The trailer wraps teasing high-tension and the bravery of youth as deep family secrets come to light. By presenting an array of fragmented perspectives, the series touts multiple plot lines between the distinguished family, their children, criminals, and working-class folks from around town twisted up in the plot as the story slowly unravels at a gradual yet true-to-life pace.
Sympathy is sought, and often gained, as the titular characters display their fragility at every turn. Through grief, blame, and self-doubt, the family battles for answers. Touching on the completely unhinged nature of the privileged and the pauper when pushed to the brink, social structures are called into question, the elite and working-class each struggling to avoid collateral damage.
“One of our main goals in the script was to infiltrate the emotional background of our heroes. To create complex characters, who – as the story evolves – reveal their true selves. Sooner or later everyone has to face their past, their mistakes and guilt. Victims become the perpetrators and vice versa,” said Tsampani.

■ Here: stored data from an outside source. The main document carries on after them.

//! Logging init: file under XDG state dir, or graceful fallback to stderr.

use anyhow::Result;
use std::fs;
use std::io;
use std::path::PathBuf;
use tracing_subscriber::fmt::writer::BoxMakeWriter;
use tracing_subscriber::fmt::MakeWriter;
use tracing_subscriber::EnvFilter;

/// Writer that is either a file or stderr (used when file clone fails).
enum FileOrStderr {
    File(std::fs::File),
    Stderr,
}

impl io::Write for FileOrStderr {
    fn write(&mut self, buf: &[u8]) -> io::Result<usize> {
        match self {
            FileOrStderr::File(f) => f.write(buf),
            FileOrStderr::Stderr => io::stderr().lock().write(buf),
        }
    }

    fn flush(&mut self) -> io::Result<()> {
        match self {
            FileOrStderr::File(f) => f.flush(),
            FileOrStderr::Stderr => io::stderr().lock().flush(),
        }
    }
}

/// Initialize structured logging to `~/.local/state/rangefetch/rangefetch.log`.
/// On failure (e.g. log dir unwritable), returns Err so the caller can fall back to stderr.
pub fn init_logging() -> Result<()> {
    let xdg_dirs = xdg::BaseDirectories::with_prefix("rangefetch")?;
    let log_dir = xdg_dirs.get_state_home().join("rangefetch");

    fs::create_dir_all(&log_dir)?;
    let log_file_path: PathBuf = log_dir.join("rangefetch.log");

    let file = fs::OpenOptions::new()
        .create(true)
        .append(true)
        .open(&log_file_path)?;

    struct FileMakeWriter(std::fs::File);

    impl<'a> MakeWriter<'a> for FileMakeWriter {
        type Writer = FileOrStderr;

        fn make_writer(&'a self) -> Self::Writer {
            self.0
                .try_clone()
                .map(FileOrStderr::File)
                .unwrap_or(FileOrStderr::Stderr)
        }
    }

    let writer: BoxMakeWriter = BoxMakeWriter::new(FileMakeWriter(file));

    let env_filter = EnvFilter::try_from_default_env()
        .unwrap_or_else(|_| EnvFilter::new("info,rangefetch=debug"));

    tracing_subscriber::fmt()
        .with_env_filter(env_filter)
        .with_writer(writer)
        .with_ansi(false)
        .init();

    tracing::info!("rangefetch logging initialized at {}", log_file_path.display());

    Ok(())
}

/// Initialize logging to stderr only (no file). Use when `init_logging()` fails
/// so an embedding caller doesn't crash just because the state dir is unwritable.
pub fn init_logging_stderr() {
    let env_filter = EnvFilter::try_from_default_env()
        .unwrap_or_else(|_| EnvFilter::new("info,rangefetch=debug"));
    tracing_subscriber::fmt()
        .with_env_filter(env_filter)
        .with_writer(std::io::stderr)
        .with_ansi(false)
        .init();
}
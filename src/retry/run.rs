//! Retry loop: run a closure until success or the policy says stop.

use super::classify;
use super::error::SegmentError;
use super::policy::{RetryDecision, RetryPolicy};

/// Runs a closure until it succeeds or the retry policy says to stop.
/// On a retryable failure, sleeps for the fixed delay then tries again.
pub fn run_with_retry<T, F>(policy: &RetryPolicy, mut f: F) -> Result<T, SegmentError>
where
    F: FnMut() -> Result<T, SegmentError>,
{
    let mut attempt = 1u32;
    loop {
        match f() {
            Ok(v) => return Ok(v),
            Err(e) => {
                let kind = classify::classify(&e);
                match policy.decide(attempt, kind) {
                    RetryDecision::NoRetry => return Err(e),
                    RetryDecision::RetryAfter(d) => {
                        std::thread::sleep(d);
                        attempt += 1;
                    }
                }
            }
        }
    }
}
//! Concatenates per-segment chunk files into the final target file.
//!
//! A single-segment download is merged with a rename (no copy). A
//! multi-segment download is streamed chunk-by-chunk into the target,
//! verifying each chunk is exactly as long as its segment expects.

use std::fs::{self, File};
use std::io::{Read, Write};
use std::path::{Path, PathBuf};

use crate::error::DownloadError;

const STEP_SIZE: usize = 8192;

/// One chunk file's place in the final layout.
struct ChunkInfo {
    path: PathBuf,
    offset: u64,
    next_offset: u64,
}

fn chunk_infos(
    offsets: &[u64],
    content_length: u64,
    chunk_path_for: impl Fn(u64) -> PathBuf,
) -> Vec<ChunkInfo> {
    let mut infos = Vec::with_capacity(offsets.len());
    for (i, &offset) in offsets.iter().enumerate() {
        let next_offset = offsets.get(i + 1).copied().unwrap_or(content_length);
        infos.push(ChunkInfo {
            path: chunk_path_for(offset),
            offset,
            next_offset,
        });
    }
    infos
}

/// Merges the chunk files named by `offsets` into `target_path`.
///
/// `chunk_path_for` maps a segment's starting offset to its chunk file's
/// path. Returns `true` if the chunk file(s) were consumed in place (so the
/// caller need not clean them up separately), mirroring the move-vs-copy
/// split this is grounded on.
pub fn merge_chunks(
    offsets: &[u64],
    content_length: u64,
    target_path: &Path,
    chunk_path_for: impl Fn(u64) -> PathBuf,
) -> Result<bool, DownloadError> {
    assert!(!offsets.is_empty(), "segment table must not be empty at merge time");

    let infos = chunk_infos(offsets, content_length, chunk_path_for);

    if infos.len() == 1 {
        let only = &infos[0];
        fs::rename(&only.path, target_path).map_err(|e| DownloadError::fs(target_path, e))?;
        return Ok(true);
    }

    let mut output = File::create(target_path).map_err(|e| DownloadError::fs(target_path, e))?;
    let mut buf = [0u8; STEP_SIZE];

    for info in &infos {
        let mut input = File::open(&info.path).map_err(|e| DownloadError::fs(&info.path, e))?;
        let target_count = info.next_offset - info.offset;
        let mut written = 0u64;
        while written < target_count {
            let want = std::cmp::min(STEP_SIZE as u64, target_count - written) as usize;
            let n = input
                .read(&mut buf[..want])
                .map_err(|e| DownloadError::fs(&info.path, e))?;
            if n == 0 {
                return Err(DownloadError::Integrity {
                    path: info.path.clone(),
                    expected: target_count,
                    actual: written,
                });
            }
            output
                .write_all(&buf[..n])
                .map_err(|e| DownloadError::fs(target_path, e))?;
            written += n as u64;
        }
    }
    Ok(false)
}

/// Removes every chunk file named by `offsets`, ignoring already-missing files.
pub fn remove_chunks(offsets: &[u64], chunk_path_for: impl Fn(u64) -> PathBuf) {
    for &offset in offsets {
        let path = chunk_path_for(offset);
        if let Err(e) = fs::remove_file(&path) {
            if e.kind() != std::io::ErrorKind::NotFound {
                tracing::warn!(path = %path.display(), error = %e, "failed to remove chunk file");
            }
        }
    }
}
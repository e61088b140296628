//! Error taxonomy for batch validation and per-frame processing

use crate::classifier::ClassifierError;
use crate::constants::MAX_FRAMES;

/// Request-level validation failures. These abort the whole request with
/// a 400 before any frame is processed.
#[derive(Debug, thiserror::Error)]
pub enum BatchError {
    #[error("no Base64 images provided")]
    EmptyBatch,

    #[error("frame count exceeds the limit of {}", MAX_FRAMES)]
    TooManyFrames,
}

/// Per-frame pipeline failures. A failed frame becomes an error entry in
/// the result list; it never aborts the rest of the batch.
#[derive(Debug, thiserror::Error)]
pub enum FrameError {
    #[error("invalid Base64 payload: {0}")]
    Base64(#[from] base64::DecodeError),

    #[error("unreadable image data: {0}")]
    Image(#[from] image::ImageError),

    #[error(transparent)]
    Classifier(#[from] ClassifierError),

    #[error("failed to persist annotated image: {0}")]
    Io(String),

    #[error("frame task aborted")]
    Aborted,
}
//! Emotion analysis endpoint (/api/analyze_emotion)

use axum::{
    Json, Router,
    body::Bytes,
    extract::State,
    http::StatusCode,
    response::{IntoResponse, Response},
    routing::post,
};
use serde::{Deserialize, Serialize};
use std::sync::Arc;

use crate::AppState;
use crate::pipeline::{self, AnalysisOptions, BatchOutput};

pub fn routes() -> Router<Arc<AppState>> {
    Router::new().route("/api/analyze_emotion", post(analyze_emotion))
}

/// Accepts either the batch shape (`images`) or the single-image shape
/// (`image`).
#[derive(Deserialize)]
struct AnalyzeRequest {
    images: Option<Vec<String>>,
    image: Option<String>,
}

#[derive(Serialize)]
#[serde(untagged)]
enum FrameEntry {
    Success {
        frame: usize,
        emotion: u8,
        dominant_emotion: String,
        category: &'static str,
    },
    Failure {
        frame: usize,
        error: String,
    },
}

#[derive(Serialize)]
struct AnalyzeResponse {
    results: Vec<FrameEntry>,
    #[serde(skip_serializing_if = "Option::is_none")]
    emotion: Option<u8>,
    #[serde(skip_serializing_if = "Option::is_none")]
    dominant_emotion: Option<&'static str>,
    #[serde(skip_serializing_if = "Option::is_none")]
    category: Option<&'static str>,
}

#[derive(Serialize)]
struct ErrorBody {
    error: String,
}

fn error_response(status: StatusCode, message: String) -> Response {
    (status, Json(ErrorBody { error: message })).into_response()
}

/// POST /api/analyze_emotion - Classify one or more Base64 face images
///
/// The body is parsed from raw bytes rather than through the Json
/// extractor so a malformed body surfaces as a 500 with an error message
/// instead of the extractor's 4xx rejection.
async fn analyze_emotion(State(state): State<Arc<AppState>>, body: Bytes) -> Response {
    let request: AnalyzeRequest = match serde_json::from_slice(&body) {
        Ok(r) => r,
        Err(e) => {
            log::error!("[analyze] Unreadable request body: {}", e);
            return error_response(
                StatusCode::INTERNAL_SERVER_ERROR,
                format!("invalid request body: {}", e),
            );
        }
    };

    // Single-image requests enforce face detection; batch requests
    // best-effort label every frame.
    let (images, enforce_detection) = match request.image {
        Some(single) => (vec![single], true),
        None => (request.images.unwrap_or_default(), false),
    };

    let options = AnalysisOptions {
        enhance: state.enhance,
        enforce_detection,
        aggregate: state.aggregate,
    };

    match pipeline::run_batch(state.classifier.clone(), state.sink.clone(), images, options).await {
        Ok(output) => (StatusCode::OK, Json(render(output))).into_response(),
        Err(e) => error_response(StatusCode::BAD_REQUEST, e.to_string()),
    }
}

fn render(output: BatchOutput) -> AnalyzeResponse {
    let results = output
        .records
        .into_iter()
        .map(|record| match record.outcome {
            Ok(analysis) => FrameEntry::Success {
                frame: record.frame,
                emotion: analysis.sentiment.code(),
                dominant_emotion: analysis.label.as_str().to_string(),
                category: analysis.sentiment.category(),
            },
            Err(e) => FrameEntry::Failure {
                frame: record.frame,
                error: e.to_string(),
            },
        })
        .collect();

    match output.verdict {
        Some(verdict) => AnalyzeResponse {
            results,
            emotion: Some(verdict.sentiment.code()),
            dominant_emotion: Some(verdict.sentiment.verdict_label()),
            category: Some(verdict.sentiment.category()),
        },
        None => AnalyzeResponse {
            results,
            emotion: None,
            dominant_emotion: None,
            category: None,
        },
    }
}
use image::RgbImage;

use super::{Classification, ClassifierError, EMOTION_CLASSES, EmotionClassifier};

/// Deterministic classifier for tests or opt-out runs without the model
/// download.
///
/// The label is derived from the top-left pixel: class index = red
/// channel mod 7, in model class order (angry, disgust, fear, happy,
/// neutral, sad, surprise). A pure-white top-left pixel stands in for a
/// faceless frame: with `enforce_detection` set it yields
/// `NoFaceDetected`, otherwise it is best-effort labeled like any other.
pub struct FixtureClassifier;

impl FixtureClassifier {
    pub fn new() -> Self {
        Self
    }
}

impl Default for FixtureClassifier {
    fn default() -> Self {
        Self::new()
    }
}

impl EmotionClassifier for FixtureClassifier {
    fn classify(
        &self,
        image: &RgbImage,
        enforce_detection: bool,
    ) -> Result<Classification, ClassifierError> {
        let probe = image
            .pixels()
            .next()
            .map(|p| p.0)
            .unwrap_or([0, 0, 0]);

        if enforce_detection && probe == [255, 255, 255] {
            return Err(ClassifierError::NoFaceDetected);
        }

        let index = probe[0] as usize % EMOTION_CLASSES.len();
        let dominant = EMOTION_CLASSES[index].clone();
        let scores = EMOTION_CLASSES
            .iter()
            .enumerate()
            .map(|(i, label)| (label.clone(), if i == index { 1.0 } else { 0.0 }))
            .collect();

        Ok(Classification { dominant, scores })
    }
}

#[cfg(test)]
mod tests {
    use super::*;
    use crate::classifier::EmotionLabel;
    use image::Rgb;

    #[test]
    fn test_label_follows_red_channel() {
        let img = RgbImage::from_pixel(2, 2, Rgb([3, 0, 0]));
        let result = FixtureClassifier::new().classify(&img, false).unwrap();
        assert_eq!(result.dominant, EmotionLabel::Happy);
        assert_eq!(result.scores.len(), 7);
    }

    #[test]
    fn test_white_frame_fails_only_when_enforced() {
        let img = RgbImage::from_pixel(2, 2, Rgb([255, 255, 255]));
        let classifier = FixtureClassifier::new();

        let err = classifier.classify(&img, true).unwrap_err();
        assert!(matches!(err, ClassifierError::NoFaceDetected));

        // Best-effort label when enforcement is off (255 % 7 == 3, happy)
        let ok = classifier.classify(&img, false).unwrap();
        assert_eq!(ok.dominant, EmotionLabel::Happy);
    }
}
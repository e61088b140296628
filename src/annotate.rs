//! Annotated artifact persistence
//!
//! Writes a copy of each successfully classified frame with the detected
//! emotion drawn on top, for debugging and audit. This is observational
//! tooling only: it is injectable so tests (or deployments that don't
//! want the artifacts) can plug in the no-op sink.

use ab_glyph::{FontVec, PxScale};
use anyhow::{Context, Result};
use image::{Rgb, RgbImage};
use imageproc::drawing::draw_text_mut;
use std::path::{Path, PathBuf};

use crate::classifier::EmotionLabel;

const OVERLAY_COLOR: Rgb<u8> = Rgb([0, 255, 0]);
const OVERLAY_X: i32 = 10;
const OVERLAY_Y: i32 = 10;
const OVERLAY_SCALE: f32 = 30.0;

/// Font locations tried when `ANNOTATION_FONT` is not set.
const FONT_CANDIDATES: [&str; 3] = [
    "/usr/share/fonts/truetype/dejavu/DejaVuSans.ttf",
    "/usr/share/fonts/TTF/DejaVuSans.ttf",
    "/usr/share/fonts/truetype/liberation/LiberationSans-Regular.ttf",
];

/// Destination for annotated frames.
pub trait ArtifactSink: Send + Sync {
    /// Persist one annotated frame. Filenames are keyed by request id and
    /// frame index so concurrent requests never collide.
    fn persist(
        &self,
        request_id: &str,
        frame: usize,
        image: &RgbImage,
        label: &EmotionLabel,
    ) -> Result<()>;
}

/// Writes annotated PNGs under `<output_dir>/<request_id>/image_<frame>.png`.
pub struct DiskSink {
    output_dir: PathBuf,
    font: Option<FontVec>,
}

impl DiskSink {
    /// The output directory itself is created lazily on first persist.
    pub fn new(output_dir: PathBuf) -> Self {
        let font = load_font();
        if font.is_none() {
            log::warn!("[annotate] No usable font found, artifacts will be written without text");
        }
        Self { output_dir, font }
    }
}

impl ArtifactSink for DiskSink {
    fn persist(
        &self,
        request_id: &str,
        frame: usize,
        image: &RgbImage,
        label: &EmotionLabel,
    ) -> Result<()> {
        let dir = self.output_dir.join(request_id);
        std::fs::create_dir_all(&dir)
            .with_context(|| format!("failed to create output dir {}", dir.display()))?;

        let mut annotated = image.clone();
        if let Some(font) = &self.font {
            draw_text_mut(
                &mut annotated,
                OVERLAY_COLOR,
                OVERLAY_X,
                OVERLAY_Y,
                PxScale::from(OVERLAY_SCALE),
                font,
                &format!("Emotion: {}", label),
            );
        }

        let path = dir.join(format!("image_{}.png", frame));
        annotated
            .save(&path)
            .with_context(|| format!("failed to write {}", path.display()))?;
        log::debug!("[annotate] Saved annotated frame to {}", path.display());
        Ok(())
    }
}

/// Sink that discards artifacts. For tests or deployments without a
/// visual audit trail.
pub struct NoOpSink;

impl ArtifactSink for NoOpSink {
    fn persist(&self, _: &str, _: usize, _: &RgbImage, _: &EmotionLabel) -> Result<()> {
        Ok(())
    }
}

fn load_font() -> Option<FontVec> {
    let candidates: Vec<PathBuf> = std::env::var("ANNOTATION_FONT")
        .ok()
        .map(|p| vec![PathBuf::from(p)])
        .unwrap_or_else(|| FONT_CANDIDATES.iter().map(PathBuf::from).collect());

    for path in candidates {
        if let Some(font) = try_load_font(&path) {
            log::info!("[annotate] Using overlay font {}", path.display());
            return Some(font);
        }
    }
    None
}

fn try_load_font(path: &Path) -> Option<FontVec> {
    let bytes = std::fs::read(path).ok()?;
    FontVec::try_from_vec(bytes).ok()
}

#[cfg(test)]
mod tests {
    use super::*;

    #[test]
    fn test_disk_sink_writes_per_request_files() {
        let dir = tempfile::tempdir().unwrap();
        let sink = DiskSink::new(dir.path().to_path_buf());
        let image = RgbImage::from_pixel(32, 32, Rgb([80, 80, 80]));

        sink.persist("req_abc", 1, &image, &EmotionLabel::Happy)
            .unwrap();
        sink.persist("req_abc", 2, &image, &EmotionLabel::Sad)
            .unwrap();

        assert!(dir.path().join("req_abc/image_1.png").exists());
        assert!(dir.path().join("req_abc/image_2.png").exists());
    }

    #[test]
    fn test_noop_sink_never_fails() {
        let image = RgbImage::new(1, 1);
        NoOpSink
            .persist("x", 1, &image, &EmotionLabel::Neutral)
            .unwrap();
    }
}
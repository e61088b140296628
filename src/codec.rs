//! Base64 image decoding

use base64::Engine;
use base64::engine::general_purpose::STANDARD;
use image::{ImageReader, RgbImage};
use std::io::Cursor;

use crate::error::FrameError;

/// Decode a Base64 payload into an RGB bitmap.
///
/// Any alpha channel is discarded during the RGB conversion. Fails on
/// malformed Base64 or bytes that no supported image format can parse.
pub fn decode_base64_image(payload: &str) -> Result<RgbImage, FrameError> {
    let bytes = STANDARD.decode(payload.trim())?;
    let img = ImageReader::new(Cursor::new(&bytes))
        .with_guessed_format()
        .map_err(image::ImageError::IoError)?
        .decode()?;
    Ok(img.to_rgb8())
}

#[cfg(test)]
mod tests {
    use super::*;
    use image::{Rgb, Rgba, RgbaImage};

    fn png_bytes(img: &RgbaImage) -> Vec<u8> {
        let mut buf = Cursor::new(Vec::new());
        img.write_to(&mut buf, image::ImageFormat::Png).unwrap();
        buf.into_inner()
    }

    #[test]
    fn test_base64_round_trip() {
        let original = b"not an image, just bytes".to_vec();
        let encoded = STANDARD.encode(&original);
        assert_eq!(STANDARD.decode(&encoded).unwrap(), original);
    }

    #[test]
    fn test_decodes_png_and_strips_alpha() {
        let img = RgbaImage::from_pixel(4, 4, Rgba([10, 20, 30, 128]));
        let encoded = STANDARD.encode(png_bytes(&img));

        let decoded = decode_base64_image(&encoded).unwrap();
        assert_eq!(decoded.dimensions(), (4, 4));
        // Transparency is dropped, color channels survive unchanged
        assert_eq!(decoded.get_pixel(0, 0), &Rgb([10, 20, 30]));
    }

    #[test]
    fn test_rejects_malformed_base64() {
        let err = decode_base64_image("!!!not-base64!!!").unwrap_err();
        assert!(matches!(err, FrameError::Base64(_)));
    }

    #[test]
    fn test_rejects_non_image_bytes() {
        let encoded = STANDARD.encode(b"definitely not a PNG");
        let err = decode_base64_image(&encoded).unwrap_err();
        assert!(matches!(err, FrameError::Image(_)));
    }
}
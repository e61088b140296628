pub mod analyze;

use axum::{Router, routing::get};
use std::sync::Arc;

use crate::AppState;

async fn health() -> &'static str {
    "ok"
}

/// Build all routes for the API
pub fn build_routes() -> Router<Arc<AppState>> {
    Router::new()
        .route("/health", get(health))
        .merge(analyze::routes())
}
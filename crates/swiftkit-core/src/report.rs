//! Status reporting for long-running operations
//!
//! Core operations emit one status line per step through a [`Reporter`]. The
//! `tui` feature prints them with cliclack; tests record them.

/// Severity of a status line
#[derive(Debug, Clone, Copy, PartialEq, Eq)]
pub enum Level {
    Info,
    Step,
    Success,
    Warning,
    Error,
}

/// Sink for human-readable status lines
pub trait Reporter {
    fn report(&self, level: Level, message: &str);

    fn info(&self, message: &str) {
        self.report(Level::Info, message);
    }

    fn step(&self, message: &str) {
        self.report(Level::Step, message);
    }

    fn success(&self, message: &str) {
        self.report(Level::Success, message);
    }

    fn warning(&self, message: &str) {
        self.report(Level::Warning, message);
    }

    fn error(&self, message: &str) {
        self.report(Level::Error, message);
    }
}

/// Reporter that discards everything
#[derive(Debug, Clone, Copy, Default)]
pub struct Silent;

impl Reporter for Silent {
    fn report(&self, _level: Level, _message: &str) {}
}

#[cfg(test)]
pub(crate) mod testing {
    use super::{Level, Reporter};
    use std::sync::Mutex;

    /// Collects every status line for assertions
    #[derive(Default)]
    pub struct Recorder {
        lines: Mutex<Vec<(Level, String)>>,
    }

    impl Recorder {
        pub fn lines(&self) -> Vec<(Level, String)> {
            self.lines.lock().unwrap().clone()
        }

        pub fn has(&self, level: Level, needle: &str) -> bool {
            self.lines()
                .iter()
                .any(|(l, m)| *l == level && m.contains(needle))
        }
    }

    impl Reporter for Recorder {
        fn report(&self, level: Level, message: &str) {
            self.lines.lock().unwrap().push((level, message.to_string()));
        }
    }
}
//! SwiftKit CLI - add SwiftUI components from the registry to your project

use anyhow::{Context, Result};
use clap::{Parser, Subcommand};
use std::path::PathBuf;
use swiftkit_core::tui::{AddArgs, ListArgs, RegistryArgs, ResetArgs};
use swiftkit_core::{InitOptions, ProductConfig};

/// SwiftKit product configuration
#[derive(Clone)]
pub struct SwiftKitConfig;

impl ProductConfig for SwiftKitConfig {
    fn name(&self) -> &'static str {
        "swiftkit"
    }

    fn display_name(&self) -> &'static str {
        "SwiftKit"
    }

    fn default_registry_url(&self) -> &'static str {
        "https://raw.githubusercontent.com/swiftkit-ui/swiftkit/main/registry"
    }

    fn config_file_name(&self) -> &'static str {
        "swiftkit.json"
    }

    fn upgrade_command(&self) -> &'static str {
        "cargo install swiftkit --force"
    }
}

#[derive(Parser, Debug)]
#[command(name = "swiftkit")]
#[command(about = "Add SwiftUI components from the SwiftKit registry to your project")]
#[command(version)]
pub struct Args {
    /// Registry base URL
    #[arg(long, global = true, env = "SWIFTKIT_REGISTRY_URL")]
    pub registry_url: Option<String>,

    /// Local directory to use as the registry instead of fetching from remote (for development use)
    #[arg(long = "registry-dir", global = true)]
    pub registry_dir: Option<PathBuf>,

    /// Project root (defaults to the current directory)
    #[arg(long, global = true)]
    pub project: Option<PathBuf>,

    #[command(subcommand)]
    pub command: Command,
}

#[derive(Subcommand, Debug)]
pub enum Command {
    /// Set up the design-system folders and install the default style
    Init(InitCliArgs),
    /// Add a component and its dependencies
    Add(AddCliArgs),
    /// List available components
    List(ListCliArgs),
    /// Remove the design-system folder and configuration
    Reset(ResetCliArgs),
}

#[derive(Parser, Debug)]
pub struct InitCliArgs {
    /// Design-system folder, relative to the project root
    #[arg(short, long)]
    pub path: Option<String>,

    /// Accept the detected default location without prompting
    #[arg(short, long)]
    pub yes: bool,

    /// Reinitialize even if the project is already set up
    #[arg(short, long)]
    pub force: bool,
}

impl From<InitCliArgs> for InitOptions {
    fn from(args: InitCliArgs) -> Self {
        InitOptions {
            path: args.path,
            yes: args.yes,
            force: args.force,
        }
    }
}

#[derive(Parser, Debug)]
pub struct AddCliArgs {
    /// Component name, as listed by `swiftkit list`
    pub component: String,

    /// Re-fetch and overwrite the component even if it is installed
    #[arg(short, long)]
    pub force: bool,
}

impl From<AddCliArgs> for AddArgs {
    fn from(args: AddCliArgs) -> Self {
        AddArgs {
            component: args.component,
            force: args.force,
        }
    }
}

#[derive(Parser, Debug)]
pub struct ListCliArgs {
    /// Only show what is installed in this project
    #[arg(long)]
    pub installed: bool,
}

#[derive(Parser, Debug)]
pub struct ResetCliArgs {
    /// Skip the confirmation prompt
    #[arg(short, long)]
    pub yes: bool,
}

#[tokio::main]
async fn main() -> Result<()> {
    // Ensure terminal cursor is restored on panic
    let default_panic = std::panic::take_hook();
    std::panic::set_hook(Box::new(move |info| {
        let _ = console::Term::stderr().show_cursor();
        default_panic(info);
    }));

    // Handle Ctrl+C gracefully
    ctrlc::set_handler(move || {
        let _ = console::Term::stderr().show_cursor();
        std::process::exit(130);
    })
    .ok();

    let args = Args::parse();
    let config = SwiftKitConfig;

    let root = match args.project {
        Some(path) => path,
        None => std::env::current_dir().context("Failed to determine the current directory")?,
    };
    let registry = RegistryArgs {
        registry_url: args.registry_url,
        registry_dir: args.registry_dir,
    };

    let result = match args.command {
        Command::Init(init_args) => {
            swiftkit_core::tui::run_init(&config, root, &registry, init_args.into()).await
        }
        Command::Add(add_args) => {
            swiftkit_core::tui::run_add(&config, root, &registry, add_args.into()).await
        }
        Command::List(list_args) => {
            let args = ListArgs {
                installed: list_args.installed,
            };
            swiftkit_core::tui::run_list(&config, root, &registry, args).await
        }
        Command::Reset(reset_args) => {
            let args = ResetArgs {
                yes: reset_args.yes,
            };
            swiftkit_core::tui::run_reset(&config, root, args).await
        }
    };

    // Ensure cursor is visible on normal exit
    let _ = console::Term::stderr().show_cursor();

    result
}
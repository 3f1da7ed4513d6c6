//! Wholesale removal of everything the installer created

use crate::error::Result;
use crate::project::{ProjectFiles, StateStore};
use crate::report::Reporter;
use walkdir::WalkDir;

/// What a reset removed
#[derive(Debug, Clone, PartialEq, Eq)]
pub struct ResetOutcome {
    pub design_system_path: String,
    /// Files that were inside the design-system directory
    pub files_removed: usize,
}

/// Count regular files under a directory (0 if it does not exist)
fn count_files(path: &std::path::Path) -> usize {
    WalkDir::new(path)
        .into_iter()
        .filter_map(|e| e.ok())
        .filter(|e| e.file_type().is_file())
        .count()
}

/// Delete the design-system directory and the configuration file.
///
/// Returns `None` when the project was never initialized.
pub async fn reset<R: Reporter>(
    files: &ProjectFiles,
    store: &StateStore,
    reporter: &R,
) -> Result<Option<ResetOutcome>> {
    if !store.exists().await? {
        reporter.info("Nothing to reset: project is not initialized");
        return Ok(None);
    }

    let config = store.load().await?;
    let directory = files.resolve(&config.design_system_path)?;
    let files_removed = count_files(&directory);

    if files.remove_directory(&config.design_system_path).await? {
        reporter.success(&format!(
            "Removed {} ({} files)",
            config.design_system_path, files_removed
        ));
    } else {
        reporter.info(&format!("{} was already gone", config.design_system_path));
    }

    store.delete().await?;
    reporter.success(&format!("Removed {}", store.file_name()));

    Ok(Some(ResetOutcome {
        design_system_path: config.design_system_path,
        files_removed,
    }))
}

She added: “We wanted this feeling of complicity to be present throughout the series and enhance the anticipation for the reasons and the outcome of this case. The class issue is also addressed a large deal, in the sense that no one is safe and protected, as powerful as they are. When you do harm, it will come back to you one way or another.” Produced by Mega TV and Filmiki, the 13-episode crime drama looks like it has the potential to become a widely-appealing and riveting account of despair.
Reflecting on the passion he felt in directing its production, Marinakis mused, “When I read the script, the first two episodes actually, I was electrified. I felt very strong emotions about the main characters and I was really triggered by the main set up. I was approached to make a Swedish Noir-style limited series and this direction combined with the story gave me a series of dark images and low key performances combined with a slow-burn fire inside the character souls. All these cinematic elements were new to Greek TV.”
He went on: “When you direct something you have to confront reality and learn to navigate through every kind of obstacle and the limitations of the budget. In some cases, when limitations force you to find an alternative way, something very beautiful and creative can come out of it.”
The cast is composed of venerable Greek actors, including Penelope Tsilika, Dimitris Lalos, Christos Loulis, Antonis Kafetzopoulos, and Anthi Efstratiadou, who navigate their roles with complexity.
“Steven Frears, who was my tutor at the National Film School in the U.K., always said that acting is 95% casting. By that, he meant that by carefully selecting the actors you have a guarantee for the end performance,” Marinakis said.
“In ‘Silent Road,’ we carefully chose, with the casting director, the actors that could portray this dark and passionate universe and when they all came together something happened and they felt they were part of something very special and gave their souls to the project,” he concluded.
“Improvising and always having a window open during such a complex shoot can create tension, but the overall result, I believe, pays off.”